Collected data entries:
§

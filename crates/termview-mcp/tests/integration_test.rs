//! Integration tests for the termview system.

#![cfg(unix)]

use std::sync::Arc;

use termview_core::{Dimensions, Rgb, SpawnSpec};
use termview_emulator::NativePtyBackend;
use termview_mcp::input::unescape;
use termview_render::RenderConfig;
use termview_session::{RegistryConfig, SessionRegistry};

fn registry() -> SessionRegistry {
    let backend = Arc::new(NativePtyBackend::probe().expect("PTY backend unavailable"));
    SessionRegistry::with_config(
        backend,
        RegistryConfig {
            max_sessions: 8,
            default_rows: 24,
            default_cols: 80,
        },
    )
}

fn sh(script: &str) -> SpawnSpec {
    SpawnSpec::command("/bin/sh", vec!["-c".to_string(), script.to_string()])
}

#[tokio::test]
async fn test_spawn_to_text_snapshot() {
    let reg = registry();
    let session = reg.create_spawned(&sh("echo integration"), None).unwrap();

    session.wait_for_exit().await.unwrap();
    session.flush().await.unwrap();

    let text = session.text();
    assert!(text.contains("integration"), "screen was: {text:?}");

    // Exactly one line per row of the snapshot window.
    assert_eq!(text.split('\n').count(), 24);
}

#[tokio::test]
async fn test_unescaped_input_drives_shell() {
    let reg = registry();
    let session = reg.create_spawned(&sh("read x; echo reply:$x"), None).unwrap();

    // The write tool translates "\r" before handing bytes to the PTY.
    session.write(&unescape("hello-world\\r")).unwrap();

    session.wait_for_exit().await.unwrap();
    session.flush().await.unwrap();
    assert!(session.text().contains("reply:hello-world"));
}

#[tokio::test]
async fn test_colored_output_reaches_snapshot() {
    let reg = registry();
    let session = reg
        .create_spawned(&sh("printf '\\033[31mRED\\033[0m'"), None)
        .unwrap();

    session.wait_for_exit().await.unwrap();
    session.flush().await.unwrap();

    let records = session.cell_grid();
    assert_eq!(records[0][0].ch, 'R');
    // ANSI red from the xterm palette.
    assert_eq!(records[0][0].fg, Rgb::new(205, 0, 0));
}

#[tokio::test]
async fn test_screenshot_of_live_session() {
    let reg = registry();
    let session = reg
        .create_spawned(&sh("echo shot"), Some(Dimensions::new(10, 40)))
        .unwrap();

    session.wait_for_exit().await.unwrap();
    session.flush().await.unwrap();

    let config = RenderConfig::default();
    let png = termview_render::render(&session.cell_grid(), session.dimensions(), &config).unwrap();
    assert_eq!(&png[..4], &[0x89, 0x50, 0x4E, 0x47]);

    // A blank grid of the same shape renders differently.
    let blank = reg.create(Some(Dimensions::new(10, 40))).unwrap();
    let blank_png =
        termview_render::render(&blank.cell_grid(), blank.dimensions(), &config).unwrap();
    assert_ne!(png, blank_png);
}

#[tokio::test]
async fn test_kill_removes_session() {
    let reg = registry();
    let session = reg.create_spawned(&sh("sleep 60"), None).unwrap();
    let id = session.id().clone();

    reg.destroy(&id).unwrap();
    assert!(reg.get(&id).is_err());
    assert!(session.is_destroyed());
}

§

Action item:
The answer should hold exactly the lines running from the one with "assert_eq!(&png[..4], &[0x89, 0x50, 0x4E, 0x47]);" to the final line of the data, both ends counted.

Answer area:
    assert_eq!(&png[..4], &[0x89, 0x50, 0x4E, 0x47]);

    // A blank grid of the same shape renders differently.
    let blank = reg.create(Some(Dimensions::new(10, 40))).unwrap();
    let blank_png =
        termview_render::render(&blank.cell_grid(), blank.dimensions(), &config).unwrap();
    assert_ne!(png, blank_png);
}

#[tokio::test]
async fn test_kill_removes_session() {
    let reg = registry();
    let session = reg.create_spawned(&sh("sleep 60"), None).unwrap();
    let id = session.id().clone();

    reg.destroy(&id).unwrap();
    assert!(reg.get(&id).is_err());
    assert!(session.is_destroyed());
}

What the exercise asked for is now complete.